Sustainability at the heart of tech design
As the clock ticks on the global climate crisis over the next decade, sustainable design will become table stakes for new tech products. CES features nearly 200 exhibitors in the category of sustainability this year, along with presentations from industry leaders on topics including energy efficiency and revolutionizing package design.
“Recycled materials play a huge role in consumer tech sustainability,” says Marc Palatucci, a researcher at The Future Today Institute, an advisory firm that helps organizations plan for future risks and opportunities. “A big part of that is whether there is a system in place for a device to live out its life cycle and then be repurposed in some form or have materials broken down, redistributed, and put into other technologies in the future.”
HP — which recently topped Newsweek’s list of America’s most responsible companies — is approaching sustainability from a number of different angles, including ramping up its use of recycled plastic materials that would otherwise end up in a landfill, or worse, in the ocean. “We've used 35 million plastic bottles to date in this process, going into a variety of products,” says Ellen Jackowski, global head of sustainability strategy and innovation at HP.

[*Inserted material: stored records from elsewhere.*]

use crate::command::Command;
use crate::handle::RunnerHandle;
use crate::status::JobStatus;
use chrono::{DateTime, Utc};
use serde::{Deserialize, Serialize};
use std::fmt;
use std::path::PathBuf;

#[derive(Debug, Clone, Serialize, Deserialize, PartialEq, Eq, Hash, PartialOrd, Ord)]
pub struct JobId(pub String);

impl JobId {
    pub fn new() -> Self {
        Self(uuid::Uuid::new_v4().to_string())
    }

    pub fn from_string(s: String) -> Self {
        Self(s)
    }
}

impl fmt::Display for JobId {
    fn fmt(&self, f: &mut fmt::Formatter<'_>) -> fmt::Result {
        write!(f, "{}", self.0)
    }
}

impl Default for JobId {
    fn default() -> Self {
        Self::new()
    }
}

/// One in-flight execution of a [`Command`].
///
/// `work_dir` is the job's private directory (captured output, submission
/// scripts, exit markers); `command.cwd` is where the program itself runs.
#[derive(Debug, Clone, Serialize, Deserialize)]
pub struct Job {
    pub id: JobId,
    pub work_dir: PathBuf,
    pub command: Command,
    pub runner: String,
    pub status: JobStatus,
    pub handle: Option<RunnerHandle>,
    #[serde(default)]
    pub started: bool,
    pub created_at: DateTime<Utc>,
    pub updated_at: DateTime<Utc>,
    pub finished_at: Option<DateTime<Utc>>,
}

impl Job {
    pub fn new(id: JobId, work_dir: PathBuf, command: Command, runner: String) -> Self {
        let now = Utc::now();
        Self {
            id,
            work_dir,
            command,
            runner,
            status: JobStatus::Pending,
            handle: None,
            started: false,
            created_at: now,
            updated_at: now,
            finished_at: None,
        }
    }

    /// Move to `next` if the state machine allows it.
    ///
    /// Returns the previous status on success, `None` when the transition
    /// was refused and nothing changed.
    pub fn advance(&mut self, next: JobStatus) -> Option<JobStatus> {
        if !self.status.can_transition_to(next) {
            return None;
        }
        let prev = self.status;
        let now = Utc::now();
        self.status = next;
        self.updated_at = now;
        if next.is_terminal() && self.finished_at.is_none() {
            self.finished_at = Some(now);
        }
        Some(prev)
    }

    pub fn mark_accepted(&mut self, handle: RunnerHandle) -> Option<JobStatus> {
        let prev = self.advance(JobStatus::Accepted)?;
        self.handle = Some(handle);
        Some(prev)
    }

    pub fn is_terminal(&self) -> bool {
        self.status.is_terminal()
    }
}

#[cfg(test)]
mod tests {
    use super::*;

    fn job() -> Job {
        Job::new(
            JobId::new(),
            PathBuf::from("/tmp/job"),
            Command::new(["echo", "hi"]),
            "local".into(),
        )
    }

    #[test]
    fn test_new_job_is_pending() {
        let job = job();
        assert_eq!(job.status, JobStatus::Pending);
        assert!(job.handle.is_none());
        assert!(!job.started);
        assert!(job.finished_at.is_none());
    }

    #[test]
    fn test_accept_records_handle() {
        let mut job = job();
        let prev = job.mark_accepted(RunnerHandle::Local { seq: 42, pid: 42 });
        assert_eq!(prev, Some(JobStatus::Pending));
        assert_eq!(job.handle, Some(RunnerHandle::Local { seq: 42, pid: 42 }));
    }

    #[test]
    fn test_terminal_sets_finished_at_and_freezes() {
        let mut job = job();
        job.mark_accepted(RunnerHandle::Local { seq: 1, pid: 1 });
        assert!(job.advance(JobStatus::Running).is_some());
        assert!(job.advance(JobStatus::Completed).is_some());
        assert!(job.finished_at.is_some());
        assert!(job.advance(JobStatus::Running).is_none());
        assert!(job.advance(JobStatus::Failed).is_none());
        assert_eq!(job.status, JobStatus::Completed);
    }

    #[test]
    fn test_refused_accept_keeps_handle_empty() {
        let mut job = job();
        job.advance(JobStatus::Rejected);
        assert!(job.mark_accepted(RunnerHandle::Local { seq: 7, pid: 7 }).is_none());
        assert!(job.handle.is_none());
    }
}
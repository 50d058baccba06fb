mod grid_engine;

pub use grid_engine::{
    finished_status, map_state, parse_qstat, parse_submitted, submission_script,
    GridEngineRunner, FINISHED_FILE,
};
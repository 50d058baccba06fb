use crate::dispatch::check_runners;
use runner_core::config::{Config, RunnerConfig};
use runner_core::handle::RunnerKind;

pub fn run(config: &Config, json: bool) -> anyhow::Result<()> {
    if config.runners.is_empty() {
        println!("No runners configured.");
        println!("Run `slivka-dispatch config --init` to create a sample config.");
        return Ok(());
    }

    if json {
        let entries: Vec<serde_json::Value> = config
            .runners
            .iter()
            .map(|r| {
                serde_json::json!({
                    "name": r.name,
                    "type": r.runner_type.to_string(),
                    "limit": r.limit,
                    "target": target(r),
                })
            })
            .collect();
        println!("{}", serde_json::to_string_pretty(&entries)?);
    } else {
        println!("{:<15} {:<10} {:<7} {}", "NAME", "TYPE", "LIMIT", "TARGET");
        println!("{}", "-".repeat(60));
        for r in &config.runners {
            println!("{:<15} {:<10} {:<7} {}", r.name, r.runner_type.to_string(), r.limit, target(r));
        }
    }

    Ok(())
}

/// Run every runner's health check and fail if any of them is unhealthy.
pub async fn check(config: &Config, json: bool) -> anyhow::Result<()> {
    let reports = check_runners(config).await?;

    if json {
        let entries: Vec<serde_json::Value> = reports
            .iter()
            .map(|r| {
                serde_json::json!({
                    "name": r.runner,
                    "state": r.state.to_string(),
                    "message": r.message,
                    "checked_at": r.checked_at.to_rfc3339(),
                })
            })
            .collect();
        println!("{}", serde_json::to_string_pretty(&entries)?);
    } else {
        println!("{:<15} {:<12} {}", "NAME", "STATUS", "MESSAGE");
        println!("{}", "-".repeat(60));
        for r in &reports {
            println!("{:<15} {:<12} {}", r.runner, r.state.to_string(), r.message);
        }
    }

    let unhealthy = reports.iter().filter(|r| !r.is_ok()).count();
    if unhealthy > 0 {
        anyhow::bail!("{} of {} runners failed their health check", unhealthy, reports.len());
    }
    Ok(())
}

/// Where a runner sends its work.
fn target(r: &RunnerConfig) -> String {
    match r.runner_type {
        RunnerKind::Local => "this host".to_string(),
        RunnerKind::Cluster => {
            let mut line = r.submit_binary().to_string();
            for arg in &r.submit_args {
                line.push(' ');
                line.push_str(arg);
            }
            line
        }
        RunnerKind::Remote => r.url.clone().unwrap_or_else(|| "-".into()),
    }
}
use runner_core::Config;
use std::path::Path;

const SAMPLE_CONFIG: &str = r#"# slivka job dispatcher configuration

dispatcher:
  poll_interval_ms: 1000
  call_timeout_ms: 30000
  jobs_dir: /var/tmp/slivka-jobs
  max_submit_failures: 10
  max_check_failures: 10

runners:
  - name: local
    type: local
    limit: 4
    grace_period_ms: 5000

  - name: sge
    type: cluster
    limit: 100
    submit_args: [-q, all.q]
    health_command: [hostname]
    health_timeout_ms: 300000
    env:
      OMP_NUM_THREADS: "2"

  - name: peer
    type: remote
    url: http://peer:4040
    limit: 50
    request_timeout_ms: 10000
    retry:
      max_attempts: 3
      initial_delay_ms: 200
"#;

pub fn run(explicit: Option<&Path>, path: bool, init: bool) -> anyhow::Result<()> {
    let config_path = explicit
        .map(Path::to_path_buf)
        .unwrap_or_else(Config::default_path);

    if path {
        println!("{}", config_path.display());
        return Ok(());
    }

    if init {
        if config_path.exists() {
            println!("Config already exists at: {}", config_path.display());
            println!("Remove it first if you want to reinitialize.");
            return Ok(());
        }

        if let Some(parent) = config_path.parent() {
            std::fs::create_dir_all(parent)?;
        }
        std::fs::write(&config_path, SAMPLE_CONFIG)?;
        println!("Sample config written to: {}", config_path.display());
        return Ok(());
    }

    println!("Config path: {}", config_path.display());
    let config = if config_path.exists() {
        Config::load_from(&config_path)?
    } else {
        println!("Status:      not found, using a single local runner");
        Config::local_only()
    };
    println!("Jobs dir:    {}", config.dispatcher.jobs_dir.display());
    println!("Runners:     {}", config.runners.len());
    for r in &config.runners {
        println!("  - {} ({}, limit {})", r.name, r.runner_type, r.limit);
    }

    Ok(())
}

The HP Elite Dragonfly debuting at CES is the world’s first notebook containing ocean-bound plastic material. From its chassis to its bezel to its keyboard caps, inside and out, the designers behind these devices have transformed waste into beautifully made features — over 82% of the laptop’s mechanical parts are made from recycled material.

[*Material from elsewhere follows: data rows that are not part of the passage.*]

use crate::command::Command;
use crate::error::RunnerError;
use crate::handle::{RunnerHandle, RunnerKind};
use crate::status::JobStatus;
use std::path::{Path, PathBuf};

/// A command paired with the private directory of the job that runs it.
pub type Submission = (Command, PathBuf);

/// Core runner trait. Every execution backend implements this.
///
/// Only `submit`, `check_status` and `cancel` are required. The batch forms
/// default to calling the single forms in order; backends with a high fixed
/// cost per call override them.
#[async_trait::async_trait]
pub trait Runner: Send + Sync {
    /// Name of this runner instance (from config).
    fn name(&self) -> &str;

    fn kind(&self) -> RunnerKind;

    /// Register `command` with the backend. Output artifacts go to `work_dir`.
    async fn submit(&self, command: &Command, work_dir: &Path) -> Result<RunnerHandle, RunnerError>;

    /// Submit several commands. The result has one entry per input, in order.
    async fn batch_submit(
        &self,
        submissions: &[Submission],
    ) -> Vec<Result<RunnerHandle, RunnerError>> {
        let mut results = Vec::with_capacity(submissions.len());
        for (command, work_dir) in submissions {
            results.push(self.submit(command, work_dir).await);
        }
        results
    }

    /// Release submitted work for execution. Backends that start on submit
    /// keep the default no-op.
    async fn start(&self, handle: &RunnerHandle) -> Result<(), RunnerError> {
        let _ = handle;
        Ok(())
    }

    async fn batch_start(&self, handles: &[RunnerHandle]) -> Result<(), RunnerError> {
        for handle in handles {
            self.start(handle).await?;
        }
        Ok(())
    }

    /// Ask the backend to stop the work. Must be a no-op for finished or
    /// unknown handles.
    async fn cancel(&self, handle: &RunnerHandle) -> Result<(), RunnerError>;

    async fn batch_cancel(&self, handles: &[RunnerHandle]) -> Result<(), RunnerError> {
        for handle in handles {
            self.cancel(handle).await?;
        }
        Ok(())
    }

    /// Current status of the work. `Unknown` when the backend has lost it.
    async fn check_status(&self, handle: &RunnerHandle) -> Result<JobStatus, RunnerError>;

    async fn batch_check_status(
        &self,
        handles: &[RunnerHandle],
    ) -> Result<Vec<JobStatus>, RunnerError> {
        let mut statuses = Vec::with_capacity(handles.len());
        for handle in handles {
            statuses.push(self.check_status(handle).await?);
        }
        Ok(statuses)
    }
}
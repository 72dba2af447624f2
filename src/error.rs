//! Error types for mediameta
//!
//! Provider lookups never surface errors to callers: transport, status, and
//! payload failures are absorbed at the client boundary and reported as an
//! absent result. The `Error` type therefore covers construction, validation,
//! and record-store plumbing only.

use thiserror::Error;

/// Result type alias for mediameta operations
pub type Result<T> = std::result::Result<T, Error>;

/// Main error type for mediameta
#[derive(Debug, Error)]
pub enum Error {
    /// Configuration error with context about which setting is invalid
    #[error("configuration error: {message}")]
    Config {
        /// Human-readable error message describing the configuration issue
        message: String,
        /// The configuration key that caused the error (e.g., "tmdb_api_key")
        key: Option<String>,
    },

    /// Record store operation failed
    #[error("store error: {0}")]
    Store(String),

    /// Network error while building or driving an HTTP client
    #[error("network error: {0}")]
    Network(#[from] reqwest::Error),

    /// Serialization error
    #[error("serialization error: {0}")]
    Serialization(#[from] serde_json::Error),
}

impl Error {
    /// Create a configuration error for a specific key
    pub fn config(message: impl Into<String>, key: impl Into<String>) -> Self {
        Error::Config {
            message: message.into(),
            key: Some(key.into()),
        }
    }
}
//! Primary provider client — community metadata catalog keyed by IMDb ids.

use crate::config::ProviderConfig;
use crate::error::Result;
use crate::normalize;
use crate::types::{MediaKind, SearchHit};
use serde::Deserialize;
use std::sync::Arc;
use tokio::sync::Semaphore;

/// Client for the primary provider's catalog and meta endpoints
pub(crate) struct CinemetaClient {
    http: reqwest::Client,
    base_url: String,
    gate: Arc<Semaphore>,
}

impl CinemetaClient {
    pub(crate) fn new(config: &ProviderConfig, gate: Arc<Semaphore>) -> Result<Self> {
        let http = reqwest::Client::builder()
            .timeout(config.request_timeout)
            .build()?;
        Ok(Self {
            http,
            base_url: config.cinemeta_base_url.trim_end_matches('/').to_string(),
            gate,
        })
    }

    /// Search the catalog for a title, returning the first candidate.
    pub(crate) async fn search(&self, query: &str, kind: MediaKind) -> Option<SearchHit> {
        let catalog = match kind {
            MediaKind::Movie => "movie",
            MediaKind::Tv => "series",
        };
        let url = format!(
            "{}/catalog/{}/imdb/search={}.json",
            self.base_url,
            catalog,
            urlencoding::encode(query)
        );

        let response: CatalogResponse = self.get_json(&url).await?;
        let meta = response.metas.unwrap_or_default().into_iter().next()?;
        let id = meta.imdb_id.or(meta.id).unwrap_or_default();
        if id.is_empty() {
            return None;
        }
        Some(SearchHit {
            id,
            title: meta.name.unwrap_or_default(),
            year: normalize::extract_year(meta.release_info.as_deref()),
        })
    }

    /// Fetch full meta for an id.
    ///
    /// The caller does not always know the kind in advance, so both the
    /// movie and series sub-resources are probed, movie first; the first one
    /// yielding a payload wins.
    pub(crate) async fn detail(&self, imdb_id: &str) -> Option<CinemetaMeta> {
        for sub_resource in ["movie", "series"] {
            let url = format!("{}/meta/{}/{}.json", self.base_url, sub_resource, imdb_id);
            if let Some(envelope) = self.get_json::<MetaEnvelope>(&url).await {
                if let Some(meta) = envelope.meta {
                    return Some(meta);
                }
            }
        }
        None
    }

    /// Fetch the episode fragment for (season, episode) by scanning the
    /// series meta's videos array.
    pub(crate) async fn episode(
        &self,
        imdb_id: &str,
        season: u32,
        episode: u32,
    ) -> Option<CinemetaVideo> {
        let url = format!("{}/meta/series/{}.json", self.base_url, imdb_id);
        let envelope: MetaEnvelope = self.get_json(&url).await?;
        envelope
            .meta?
            .videos?
            .into_iter()
            .find(|v| number_matches(v.season.as_ref(), season) && number_matches(v.episode.as_ref(), episode))
    }

    async fn get_json<T: serde::de::DeserializeOwned>(&self, url: &str) -> Option<T> {
        let _permit = self.gate.acquire().await.ok()?;

        let response = match self.http.get(url).send().await {
            Ok(r) => r,
            Err(e) => {
                tracing::warn!(url = %url, error = %e, "Cinemeta request failed");
                return None;
            }
        };
        if !response.status().is_success() {
            tracing::debug!(url = %url, status = %response.status(), "Cinemeta returned non-success status");
            return None;
        }
        match response.json::<T>().await {
            Ok(value) => Some(value),
            Err(e) => {
                tracing::warn!(url = %url, error = %e, "Cinemeta payload was malformed");
                None
            }
        }
    }
}

/// Season/episode values arrive as either JSON numbers or strings.
fn number_matches(value: Option<&serde_json::Value>, expected: u32) -> bool {
    match value {
        Some(serde_json::Value::Number(n)) => n.as_u64() == Some(u64::from(expected)),
        Some(serde_json::Value::String(s)) => s == &expected.to_string(),
        _ => false,
    }
}

#[derive(Clone, Debug, Deserialize)]
pub(crate) struct CatalogResponse {
    pub(crate) metas: Option<Vec<CatalogMeta>>,
}

#[derive(Clone, Debug, Deserialize)]
pub(crate) struct CatalogMeta {
    pub(crate) id: Option<String>,
    pub(crate) imdb_id: Option<String>,
    pub(crate) name: Option<String>,
    #[serde(rename = "releaseInfo")]
    pub(crate) release_info: Option<String>,
}

#[derive(Clone, Debug, Deserialize)]
pub(crate) struct MetaEnvelope {
    pub(crate) meta: Option<CinemetaMeta>,
}

/// Raw meta document; every field is optional at the boundary.
#[derive(Clone, Debug, Default, Deserialize)]
pub(crate) struct CinemetaMeta {
    pub(crate) id: Option<String>,
    pub(crate) imdb_id: Option<String>,
    #[serde(rename = "type")]
    pub(crate) kind: Option<String>,
    pub(crate) name: Option<String>,
    pub(crate) description: Option<String>,
    pub(crate) genres: Option<Vec<String>>,
    pub(crate) genre: Option<Vec<String>>,
    pub(crate) year: Option<serde_json::Value>,
    #[serde(rename = "releaseInfo")]
    pub(crate) release_info: Option<String>,
    pub(crate) released: Option<String>,
    #[serde(rename = "imdbRating")]
    pub(crate) imdb_rating: Option<serde_json::Value>,
    pub(crate) moviedb_id: Option<i64>,
    pub(crate) cast: Option<Vec<String>>,
    pub(crate) videos: Option<Vec<CinemetaVideo>>,
}

/// Raw episode entry from a series meta's videos array
#[derive(Clone, Debug, Default, Deserialize)]
pub(crate) struct CinemetaVideo {
    pub(crate) season: Option<serde_json::Value>,
    pub(crate) episode: Option<serde_json::Value>,
    pub(crate) title: Option<String>,
    pub(crate) name: Option<String>,
    pub(crate) thumbnail: Option<String>,
    pub(crate) overview: Option<String>,
    pub(crate) released: Option<String>,
}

And it’s not just hardware — soft accessories are also getting an eco-friendly makeover. “We’re thinking holistically about everything we're making,” says Jackowski. HP’s Renew Series, a variety of bags, totes, and protective sleeves designed to make carrying laptops and other gadgets both comfortable and stylish, uses recycled materials, including single-use plastic water bottles. The largest bag is crafted from up to 10 of them, while the HP Renew Sleeve is a laptop protector made from material that uses two plastic bottles and knit in a way that minimizes the amount of manufacturing waste it produces. Plus, its industrial-chic packaging is 100% compostable.